*** SUPPLIED DATA ***
//! Direct rendezvous entry points
//!
//! Three ways to reach a peer without a shared room: typing an access code,
//! scanning a QR payload, and entering a LAN IPv4 address. Each validates
//! its input and, on success, registers a synthesized connection keyed by
//! the channel prefix (`TOKEN-`, `QR-`, `LAN-`). Invalid input registers
//! nothing and surfaces a typed error.
//!
//! QR payloads are recognized in precedence order: a URL carrying
//! `?t=<token>&p=<peer>`, then a JSON object, then a bare 12-character
//! token. A JSON payload with a token routes through the token path even
//! when it also names a peer; `QR-{peer}` is synthesized only for JSON that
//! identifies a peer without a token.

use std::net::Ipv4Addr;

use thiserror::Error;
use tracing::{info, instrument};

use crate::net::connection::{ChannelKind, Connection, ConnectionRegistry, DiscoveredPeer};
use crate::net::identity::{normalize_token, PeerIdentity};

/// Display name for a QR-scanned peer that did not send one.
const QR_FALLBACK_NAME: &str = "QR scanned device";

/// Rendezvous input errors. Validation failures leave the registry alone.
#[derive(Error, Debug, PartialEq, Eq)]
pub enum RendezvousError {
    /// Input did not normalize to a valid access code.
    #[error("access code must be 12 letters or digits")]
    InvalidToken,

    /// Scanned text is neither a rendezvous URL, a JSON payload, nor a
    /// bare access code.
    #[error("scanned data is not a recognized payload")]
    UnrecognizedPayload,

    /// Not a dotted-quad IPv4 address with octets 0 through 255.
    #[error("not a valid lan ip address")]
    InvalidAddress,
}

/// What a QR scan decoded to.
#[derive(Debug, Clone, PartialEq)]
pub enum QrPayload {
    /// A normalized access code (URL, JSON, or bare form).
    Token(String),
    /// Peer identity without a token (JSON form only).
    Peer(DiscoveredPeer),
}

/// Connects by access code. Formatted (`ABCD-EFGH-2345`) and bare inputs
/// synthesize the same `TOKEN-` connection id.
#[instrument(skip(identity, registry))]
pub fn connect_with_token(
    identity: &PeerIdentity,
    registry: &ConnectionRegistry,
    raw: &str,
) -> Result<Connection, RendezvousError> {
    let token = normalize_token(raw).map_err(|_| RendezvousError::InvalidToken)?;
    let connection = Connection::for_token(&token, &identity.as_peer());
    registry.insert(connection.clone());
    info!(connection = %connection.id, "Connected by access code");
    Ok(connection)
}

/// Decodes scanned QR text into a [`QrPayload`].
pub fn parse_qr(text: &str) -> Result<QrPayload, RendezvousError> {
    let trimmed = text.trim();

    if trimmed.contains("?t=") {
        return parse_rendezvous_url(trimmed);
    }

    if let Ok(value) = serde_json::from_str::<serde_json::Value>(trimmed) {
        return parse_qr_json(value);
    }

    // Bare token form.
    normalize_token(trimmed)
        .map(QrPayload::Token)
        .map_err(|_| RendezvousError::UnrecognizedPayload)
}

fn parse_rendezvous_url(text: &str) -> Result<QrPayload, RendezvousError> {
    let uri: http::Uri = text
        .parse()
        .map_err(|_| RendezvousError::UnrecognizedPayload)?;
    if uri.scheme().is_none() {
        return Err(RendezvousError::UnrecognizedPayload);
    }

    let query = uri.query().unwrap_or("");
    let mut token = None;
    let mut peer = None;
    for pair in query.split('&') {
        match pair.split_once('=') {
            Some(("t", value)) if !value.is_empty() => token = Some(value),
            Some(("p", value)) if !value.is_empty() => peer = Some(value),
            _ => {}
        }
    }

    // The URL form must name both ends.
    match (token, peer) {
        (Some(t), Some(_)) => normalize_token(t)
            .map(QrPayload::Token)
            .map_err(|_| RendezvousError::InvalidToken),
        _ => Err(RendezvousError::UnrecognizedPayload),
    }
}

fn parse_qr_json(value: serde_json::Value) -> Result<QrPayload, RendezvousError> {
    if let Some(token) = value.get("token").and_then(|t| t.as_str()) {
        if !token.trim().is_empty() {
            return normalize_token(token)
                .map(QrPayload::Token)
                .map_err(|_| RendezvousError::InvalidToken);
        }
    }

    match serde_json::from_value::<DiscoveredPeer>(value) {
        Ok(peer) if !peer.peer_id.trim().is_empty() => Ok(QrPayload::Peer(peer)),
        _ => Err(RendezvousError::UnrecognizedPayload),
    }
}

/// Connects from scanned QR text. Token-bearing forms reuse the access-code
/// path; a peer-only JSON payload synthesizes `QR-{peer}` directly.
#[instrument(skip(identity, registry, text))]
pub fn connect_with_qr(
    identity: &PeerIdentity,
    registry: &ConnectionRegistry,
    text: &str,
) -> Result<Connection, RendezvousError> {
    match parse_qr(text)? {
        QrPayload::Token(token) => connect_with_token(identity, registry, &token),
        QrPayload::Peer(mut peer) => {
            if peer.name.trim().is_empty() {
                peer.name = QR_FALLBACK_NAME.to_string();
            }
            let connection = Connection::from_peer(ChannelKind::Qr, &peer);
            registry.insert(connection.clone());
            info!(connection = %connection.id, "Connected from QR payload");
            Ok(connection)
        }
    }
}

/// Validates a dotted-quad IPv4 address the way a user types one: exactly
/// four numeric segments of one to three digits, each 0 through 255.
/// Leading zeros are tolerated and canonicalized.
pub fn parse_lan_ip(raw: &str) -> Result<Ipv4Addr, RendezvousError> {
    let parts: Vec<&str> = raw.trim().split('.').collect();
    if parts.len() != 4 {
        return Err(RendezvousError::InvalidAddress);
    }

    let mut octets = [0u8; 4];
    for (slot, part) in octets.iter_mut().zip(&parts) {
        if part.is_empty() || part.len() > 3 || !part.bytes().all(|b| b.is_ascii_digit()) {
            return Err(RendezvousError::InvalidAddress);
        }
        let value: u16 = part.parse().map_err(|_| RendezvousError::InvalidAddress)?;
        if value > 255 {
            return Err(RendezvousError::InvalidAddress);
        }
        *slot = value as u8;
    }
    Ok(Ipv4Addr::from(octets))
}

/// Connects to a typed LAN address, registering `LAN-{a-b-c-d}` named by
/// the address itself.
#[instrument(skip(identity, registry))]
pub fn connect_with_lan_ip(
    identity: &PeerIdentity,
    registry: &ConnectionRegistry,
    raw: &str,
) -> Result<Connection, RendezvousError> {
    let addr = parse_lan_ip(raw)?;
    let connection = Connection::for_lan(addr, &identity.as_peer());
    registry.insert(connection.clone());
    info!(connection = %connection.id, "Connected by lan address");
    Ok(connection)
}

#[cfg(test)]
mod tests {
    use super::*;
    use crate::net::connection::DeviceClass;

    fn identity() -> PeerIdentity {
        PeerIdentity {
            id: "localpeer0001".to_string(),
            token: "ZZZZYYYYXXXX".to_string(),
            name: "Local Box".to_string(),
            device_class: DeviceClass::Desktop,
            browser_name: "PeerDrop".to_string(),
            os_name: "Linux".to_string(),
        }
    }

    mod token_tests {
        use super::*;

        #[test]
        fn formatted_and_bare_inputs_share_an_id() {
            let me = identity();
            let registry = ConnectionRegistry::new();

            let formatted = connect_with_token(&me, &registry, "ABCD-EFGH-2345").unwrap();
            let bare = connect_with_token(&me, &registry, "abcdefgh2345").unwrap();

            assert_eq!(formatted.id, "TOKEN-ABCDEFGH2345");
            assert_eq!(formatted.id, bare.id);
            assert_eq!(registry.len(), 1);
        }

        #[test]
        fn invalid_code_registers_nothing() {
            let me = identity();
            let registry = ConnectionRegistry::new();

            assert_eq!(
                connect_with_token(&me, &registry, "TOO-SHORT").unwrap_err(),
                RendezvousError::InvalidToken
            );
            assert!(registry.is_empty());
        }

        #[test]
        fn token_connection_shape() {
            let me = identity();
            let registry = ConnectionRegistry::new();
            let conn = connect_with_token(&me, &registry, "ABCDEFGH2345").unwrap();

            assert_eq!(conn.channel, ChannelKind::Token);
            assert_eq!(&*conn.name, "Access code peer");
            assert!(conn.encrypted);
        }
    }

    mod qr_parse_tests {
        use super::*;

        #[test]
        fn url_form_requires_both_params() {
            let payload =
                parse_qr("https://drop.example/join?t=ABCD-EFGH-2345&p=peer123").unwrap();
            assert_eq!(payload, QrPayload::Token("ABCDEFGH2345".to_string()));

            assert_eq!(
                parse_qr("https://drop.example/join?t=ABCDEFGH2345").unwrap_err(),
                RendezvousError::UnrecognizedPayload
            );
        }

        #[test]
        fn url_form_needs_a_scheme() {
            assert_eq!(
                parse_qr("join?t=ABCDEFGH2345&p=x").unwrap_err(),
                RendezvousError::UnrecognizedPayload
            );
        }

        #[test]
        fn json_with_token_wins_over_peer_id() {
            let payload =
                parse_qr(r#"{"token":"ABCDEFGH2345","peerId":"peer123"}"#).unwrap();
            assert_eq!(payload, QrPayload::Token("ABCDEFGH2345".to_string()));
        }

        #[test]
        fn json_with_peer_only_yields_peer_payload() {
            let payload = parse_qr(
                r#"{"peerId":"peer123","name":"Scanner","deviceType":"mobile","browser":"B","os":"O"}"#,
            )
            .unwrap();
            match payload {
                QrPayload::Peer(peer) => {
                    assert_eq!(peer.peer_id, "peer123");
                    assert_eq!(peer.device_class, DeviceClass::Mobile);
                }
                other => panic!("unexpected payload: {other:?}"),
            }
        }

        #[test]
        fn json_with_neither_is_unrecognized() {
            assert_eq!(
                parse_qr(r#"{"name":"nobody"}"#).unwrap_err(),
                RendezvousError::UnrecognizedPayload
            );
        }

        #[test]
        fn bare_token_accepts_loose_formatting() {
            assert_eq!(
                parse_qr(" abcd-efgh-2345 ").unwrap(),
                QrPayload::Token("ABCDEFGH2345".to_string())
            );
        }

        #[test]
        fn garbage_is_unrecognized() {
            assert_eq!(
                parse_qr("hello world").unwrap_err(),
                RendezvousError::UnrecognizedPayload
            );
        }

        #[test]
        fn bad_token_inside_a_valid_form_is_invalid_token() {
            assert_eq!(
                parse_qr(r#"{"token":"SHORT"}"#).unwrap_err(),
                RendezvousError::InvalidToken
            );
            assert_eq!(
                parse_qr("https://x.example/j?t=IL0O&p=peer").unwrap_err(),
                RendezvousError::InvalidToken
            );
        }
    }

    mod qr_connect_tests {
        use super::*;

        #[test]
        fn token_bearing_payload_routes_to_the_token_path() {
            let me = identity();
            let registry = ConnectionRegistry::new();
            let conn = connect_with_qr(
                &me,
                &registry,
                r#"{"token":"ABCDEFGH2345","peerId":"peer123"}"#,
            )
            .unwrap();
            assert_eq!(conn.id, "TOKEN-ABCDEFGH2345");
        }

        #[test]
        fn peer_payload_synthesizes_qr_id() {
            let me = identity();
            let registry = ConnectionRegistry::new();
            let conn = connect_with_qr(
                &me,
                &registry,
                r#"{"peerId":"peer123","name":"Scanner"}"#,
            )
            .unwrap();
            assert_eq!(conn.id, "QR-peer123");
            assert_eq!(&*conn.name, "Scanner");
            assert_eq!(conn.channel, ChannelKind::Qr);
        }

        #[test]
        fn nameless_peer_gets_the_fallback_label() {
            let me = identity();
            let registry = ConnectionRegistry::new();
            let conn =
                connect_with_qr(&me, &registry, r#"{"peerId":"peer123"}"#).unwrap();
            assert_eq!(&*conn.name, "QR scanned device");
        }
    }

    mod lan_tests {
        use super::*;

        #[test]
        fn valid_addresses_connect() {
            let me = identity();
            let registry = ConnectionRegistry::new();

            let conn = connect_with_lan_ip(&me, &registry, "192.168.1.10").unwrap();
            assert_eq!(conn.id, "LAN-192-168-1-10");
            assert_eq!(&*conn.name, "192.168.1.10");
            assert_eq!(conn.channel, ChannelKind::Lan);
        }

        #[test]
        fn boundary_octets_are_accepted() {
            assert_eq!(parse_lan_ip("0.0.0.0").unwrap(), Ipv4Addr::new(0, 0, 0, 0));
            assert_eq!(
                parse_lan_ip("255.255.255.255").unwrap(),
                Ipv4Addr::new(255, 255, 255, 255)
            );
            assert_eq!(parse_lan_ip(" 10.0.0.7 ").unwrap(), Ipv4Addr::new(10, 0, 0, 7));
        }

        #[test]
        fn leading_zeros_are_canonicalized() {
            let me = identity();
            let registry = ConnectionRegistry::new();
            let conn = connect_with_lan_ip(&me, &registry, "10.0.00.1").unwrap();
            assert_eq!(conn.id, "LAN-10-0-0-1");
        }

        #[test]
        fn out_of_range_or_non_numeric_segments_are_rejected() {
            let me = identity();
            let registry = ConnectionRegistry::new();

            for bad in [
                "256.1.1.1",
                "1.2.3",
                "1.2.3.4.5",
                "a.b.c.d",
                "192.168.1.",
                "1234.1.1.1",
                "",
                "1.2.3.-4",
            ] {
                assert_eq!(
                    connect_with_lan_ip(&me, &registry, bad).unwrap_err(),
                    RendezvousError::InvalidAddress,
                    "should reject {bad:?}"
                );
            }
            assert!(registry.is_empty());
        }
    }
}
***
WHAT NEEDS TO BE DONE ::
For this exercise, find all lines in the records containing the word "quad" and copy them.

ANSWER TO THE EXERCISE ::
    /// Not a dotted-quad IPv4 address with octets 0 through 255.
/// Validates a dotted-quad IPv4 address the way a user types one: exactly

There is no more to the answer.